--- Task description ---
Read through the listing and copy every line that contains the word "VocabCommand".

+--

use std::path::PathBuf;

use clap::Args;
use serde::Serialize;
use tracegroup_vocab::{Node, VocabConfig, Vocabulary};

use super::util::{build_vocabulary, frame_parser, output_result};
use crate::Cli;
use crate::input::load_corpus;

/// Build a vocabulary from a JSON-lines file and print its statistics.
#[derive(Args)]
pub struct VocabCommand {
    /// Traces to register
    pub input: PathBuf,

    /// Number of entries per ranking
    #[arg(long, default_value_t = 10)]
    pub top: usize,

    /// Rank from the bottom instead
    #[arg(long)]
    pub reverse: bool,

    /// Also show successors of and traces through this frame
    #[arg(long)]
    pub frame: Option<String>,

    /// Register through the bulk path regardless of input size
    #[arg(long)]
    pub force_speedup: bool,

    /// Treat logs without letters as comma-separated frame lists
    #[arg(long)]
    pub prehashed: bool,

    /// Frame to drop from every trace (repeatable)
    #[arg(long = "exclude-frame")]
    pub exclude_frames: Vec<String>,
}

#[derive(Serialize)]
struct FrameStat {
    name: String,
    weight: u64,
    successors: usize,
    predecessors: usize,
}

impl From<&Node> for FrameStat {
    fn from(n: &Node) -> Self {
        Self {
            name: n.name().to_string(),
            weight: n.weight(),
            successors: n.out_edges().len(),
            predecessors: n.in_edges().len(),
        }
    }
}

#[derive(Serialize)]
struct TraceStat {
    count: u64,
    frames: Vec<String>,
}

#[derive(Serialize)]
struct FrameDetail {
    frame: FrameStat,
    neighbors: Vec<(String, u64)>,
    traces: Vec<TraceStat>,
}

#[derive(Serialize)]
struct VocabStats {
    records: usize,
    added: usize,
    skipped: usize,
    rejected: Vec<String>,
    frames: usize,
    distinct_traces: usize,
    top_frames: Vec<FrameStat>,
    top_traces: Vec<TraceStat>,
    #[serde(skip_serializing_if = "Option::is_none")]
    detail: Option<FrameDetail>,
}

fn trace_stats(ranked: Vec<(&[String], u64)>) -> Vec<TraceStat> {
    ranked
        .into_iter()
        .map(|(frames, count)| TraceStat {
            count,
            frames: frames.to_vec(),
        })
        .collect()
}

impl VocabCommand {
    fn detail(&self, vocab: &Vocabulary, frame: &str) -> anyhow::Result<FrameDetail> {
        let node = vocab
            .node(frame)
            .ok_or_else(|| anyhow::anyhow!("frame {frame:?} not in vocabulary"))?;
        let neighbors = vocab
            .top_k_neighbors(frame, self.top, self.reverse)?
            .into_iter()
            .map(|(n, c)| (n.name().to_string(), c))
            .collect();
        let traces = trace_stats(vocab.top_k_traces_along(frame, self.top, self.reverse)?);
        Ok(FrameDetail {
            frame: node.into(),
            neighbors,
            traces,
        })
    }

    pub fn run(&self, cli: &Cli) -> anyhow::Result<()> {
        let parser = frame_parser(self.prehashed, &self.exclude_frames);
        let corpus = load_corpus(&self.input, &parser)?;
        let config = VocabConfig {
            force_speedup: self.force_speedup,
            ..VocabConfig::default()
        };
        let (vocab, report) = build_vocabulary(&corpus, config)?;

        let detail = match &self.frame {
            Some(f) => Some(self.detail(&vocab, f)?),
            None => None,
        };
        let stats = VocabStats {
            records: corpus.len(),
            added: report.added,
            skipped: report.skipped,
            rejected: report.rejected.iter().map(|(id, e)| format!("{id}: {e}")).collect(),
            frames: vocab.len(),
            distinct_traces: vocab.traces().distinct(),
            top_frames: vocab
                .top_k_nodes(self.top, self.reverse)
                .into_iter()
                .map(FrameStat::from)
                .collect(),
            top_traces: trace_stats(vocab.top_k_traces(self.top, self.reverse)),
            detail,
        };
        output_result(&stats, cli.output.as_deref(), cli.json)
    }
}

#[cfg(test)]
mod tests {
    use clap::Parser;
    use serde_json::Value;

    use crate::{Cli, Commands};

    #[test]
    fn prints_vocabulary_statistics() {
        let dir = tempfile::tempdir().unwrap();
        let input = dir.path().join("traces.jsonl");
        let out = dir.path().join("vocab.json");
        std::fs::write(
            &input,
            "{\"id\": \"a\", \"frames\": [\"A\", \"B\"]}\n\
             {\"id\": \"b\", \"frames\": [\"A\", \"B\"]}\n\
             {\"id\": \"c\", \"frames\": [\"C\"]}\n",
        )
        .unwrap();

        let cli = Cli::try_parse_from([
            "tracegroup",
            "--json",
            "-o",
            out.to_str().unwrap(),
            "vocab",
            input.to_str().unwrap(),
            "--frame",
            "A",
        ])
        .unwrap();
        let Commands::Vocab(cmd) = &cli.command else {
            panic!("expected vocab command");
        };
        cmd.run(&cli).unwrap();

        let v: Value = serde_json::from_str(&std::fs::read_to_string(&out).unwrap()).unwrap();
        assert_eq!(v["records"], 3);
        assert_eq!(v["frames"], 3);
        assert_eq!(v["distinct_traces"], 2);
        assert_eq!(v["top_frames"][0]["name"], "A");
        assert_eq!(v["top_frames"][0]["weight"], 2);
        assert_eq!(v["top_traces"][0]["count"], 2);
        assert_eq!(v["detail"]["neighbors"][0][0], "B");
        assert_eq!(v["detail"]["neighbors"][0][1], 2);
    }
}
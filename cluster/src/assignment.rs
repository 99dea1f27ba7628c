use std::collections::BTreeMap;
use std::fmt;

use serde::{Deserialize, Serialize};

use crate::error::{ClusterError, Result};
use crate::greedy::ClusterId;

/// Key of a group in a [`ClusterAssignment`]. Serialized as its label.
#[derive(Debug, Clone, Copy, PartialEq, Eq, PartialOrd, Ord, Hash, Serialize, Deserialize)]
#[serde(into = "i64", try_from = "i64")]
pub enum ClusterKey {
    Cluster(ClusterId),
    /// Catch-all bucket for documents of reclassified small clusters.
    Other,
}

impl ClusterKey {
    /// Numeric label; `-1` for the other bucket.
    pub fn label(&self) -> i64 {
        match self {
            ClusterKey::Cluster(id) => *id as i64,
            ClusterKey::Other => -1,
        }
    }
}

impl From<ClusterKey> for i64 {
    fn from(key: ClusterKey) -> i64 {
        key.label()
    }
}

impl TryFrom<i64> for ClusterKey {
    type Error = String;

    fn try_from(label: i64) -> std::result::Result<Self, String> {
        match label {
            -1 => Ok(ClusterKey::Other),
            n if n >= 0 => Ok(ClusterKey::Cluster(n as ClusterId)),
            n => Err(format!("invalid cluster label {n}")),
        }
    }
}

impl fmt::Display for ClusterKey {
    fn fmt(&self, f: &mut fmt::Formatter<'_>) -> fmt::Result {
        match self {
            ClusterKey::Cluster(id) => write!(f, "{id}"),
            ClusterKey::Other => write!(f, "other"),
        }
    }
}

/// Partition of documents `0..total` into clusters.
#[derive(Debug, Clone, PartialEq, Eq)]
pub struct ClusterAssignment {
    clusters: BTreeMap<ClusterId, Vec<usize>>,
    other: Vec<usize>,
    total: usize,
}

impl ClusterAssignment {
    /// Wrap clusterer output, checking that it partitions `0..total`.
    pub fn new(clusters: BTreeMap<ClusterId, Vec<usize>>, total: usize) -> Result<Self> {
        let mut seen = vec![false; total];
        let mut count = 0;
        for (id, members) in &clusters {
            for &doc in members {
                match seen.get_mut(doc) {
                    Some(s) if !*s => *s = true,
                    Some(_) => {
                        return Err(ClusterError::InternalConsistency(format!(
                            "document {doc} assigned twice (cluster {id})"
                        )));
                    }
                    None => {
                        return Err(ClusterError::InternalConsistency(format!(
                            "document {doc} out of range 0..{total} (cluster {id})"
                        )));
                    }
                }
                count += 1;
            }
        }
        if count != total {
            return Err(ClusterError::InternalConsistency(format!(
                "{count} of {total} documents assigned"
            )));
        }
        Ok(Self {
            clusters,
            other: Vec::new(),
            total,
        })
    }

    /// Number of documents.
    pub fn total(&self) -> usize {
        self.total
    }

    /// Clusters kept after any reclassification.
    pub fn clusters(&self) -> &BTreeMap<ClusterId, Vec<usize>> {
        &self.clusters
    }

    /// Documents in the other bucket, ascending.
    pub fn other(&self) -> &[usize] {
        &self.other
    }

    /// Number of clusters, not counting the other bucket.
    pub fn len(&self) -> usize {
        self.clusters.len()
    }

    pub fn is_empty(&self) -> bool {
        self.clusters.is_empty() && self.other.is_empty()
    }

    /// All groups including the other bucket (last, if non-empty).
    pub fn groups(&self) -> impl Iterator<Item = (ClusterKey, &[usize])> {
        self.clusters
            .iter()
            .map(|(id, m)| (ClusterKey::Cluster(*id), m.as_slice()))
            .chain((!self.other.is_empty()).then_some((ClusterKey::Other, self.other.as_slice())))
    }

    /// Move clusters with at most `min_size` documents to the other bucket.
    /// Kept clusters retain their ids.
    pub fn reclassify(mut self, min_size: usize) -> Self {
        let small: Vec<ClusterId> = self
            .clusters
            .iter()
            .filter(|(_, m)| m.len() <= min_size)
            .map(|(id, _)| *id)
            .collect();
        for id in small {
            if let Some(members) = self.clusters.remove(&id) {
                self.other.extend(members);
            }
        }
        self.other.sort_unstable();
        self
    }

    /// Group of every document.
    pub fn keys(&self) -> Vec<ClusterKey> {
        let mut keys = vec![ClusterKey::Other; self.total];
        for (id, members) in &self.clusters {
            for &doc in members {
                keys[doc] = ClusterKey::Cluster(*id);
            }
        }
        keys
    }

    /// Numeric label of every document; `-1` for the other bucket.
    pub fn labels(&self) -> Vec<i64> {
        self.keys().iter().map(ClusterKey::label).collect()
    }

    /// Replace document indices with the external identifiers in `ids`.
    pub fn resolve(&self, ids: &[String]) -> Result<BTreeMap<ClusterKey, Vec<String>>> {
        if ids.len() != self.total {
            return Err(ClusterError::ShapeMismatch {
                what: "identifiers",
                expected: self.total,
                got: ids.len(),
            });
        }
        Ok(self
            .groups()
            .map(|(key, members)| (key, members.iter().map(|&d| ids[d].clone()).collect()))
            .collect())
    }
}

#[cfg(test)]
mod tests {
    use super::*;

    fn sample() -> ClusterAssignment {
        let clusters = BTreeMap::from([
            (0, vec![0, 2, 5, 6]),
            (1, vec![1]),
            (2, vec![3, 4]),
        ]);
        ClusterAssignment::new(clusters, 7).unwrap()
    }

    #[test]
    fn rejects_non_partitions() {
        let dup = BTreeMap::from([(0, vec![0, 1]), (1, vec![1])]);
        assert!(matches!(
            ClusterAssignment::new(dup, 2),
            Err(ClusterError::InternalConsistency(_))
        ));
        let missing = BTreeMap::from([(0, vec![0])]);
        assert!(ClusterAssignment::new(missing, 2).is_err());
        let out_of_range = BTreeMap::from([(0, vec![0, 5])]);
        assert!(ClusterAssignment::new(out_of_range, 2).is_err());
    }

    #[test]
    fn reclassify_moves_small_clusters() {
        let a = sample().reclassify(2);
        assert_eq!(a.len(), 1);
        assert_eq!(a.clusters()[&0], vec![0, 2, 5, 6]);
        assert_eq!(a.other(), &[1, 3, 4]);
        assert_eq!(a.labels(), vec![0, -1, 0, -1, -1, 0, 0]);
        assert_eq!(a.total(), 7);
    }

    #[test]
    fn reclassify_zero_keeps_everything() {
        let a = sample().reclassify(0);
        assert_eq!(a, sample());
        assert_eq!(a.labels(), vec![0, 1, 0, 2, 2, 0, 0]);
    }

    #[test]
    fn resolve_maps_external_ids() {
        let ids: Vec<String> = "abcdefg".chars().map(String::from).collect();
        let groups = sample().reclassify(1).resolve(&ids).unwrap();
        assert_eq!(groups[&ClusterKey::Cluster(0)], vec!["a", "c", "f", "g"]);
        assert_eq!(groups[&ClusterKey::Cluster(2)], vec!["d", "e"]);
        assert_eq!(groups[&ClusterKey::Other], vec!["b"]);

        assert!(sample().resolve(&ids[..3]).is_err());
    }

    #[test]
    fn key_display_and_labels() {
        assert_eq!(ClusterKey::Cluster(4).to_string(), "4");
        assert_eq!(ClusterKey::Other.to_string(), "other");
        assert_eq!(ClusterKey::Other.label(), -1);
        assert!(ClusterKey::Cluster(usize::MAX) < ClusterKey::Other);
        assert_eq!(ClusterKey::try_from(-1), Ok(ClusterKey::Other));
        assert_eq!(ClusterKey::try_from(3), Ok(ClusterKey::Cluster(3)));
        assert!(ClusterKey::try_from(-2).is_err());
    }
}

+--

--- Solution for this task ---
pub struct VocabCommand {
impl VocabCommand {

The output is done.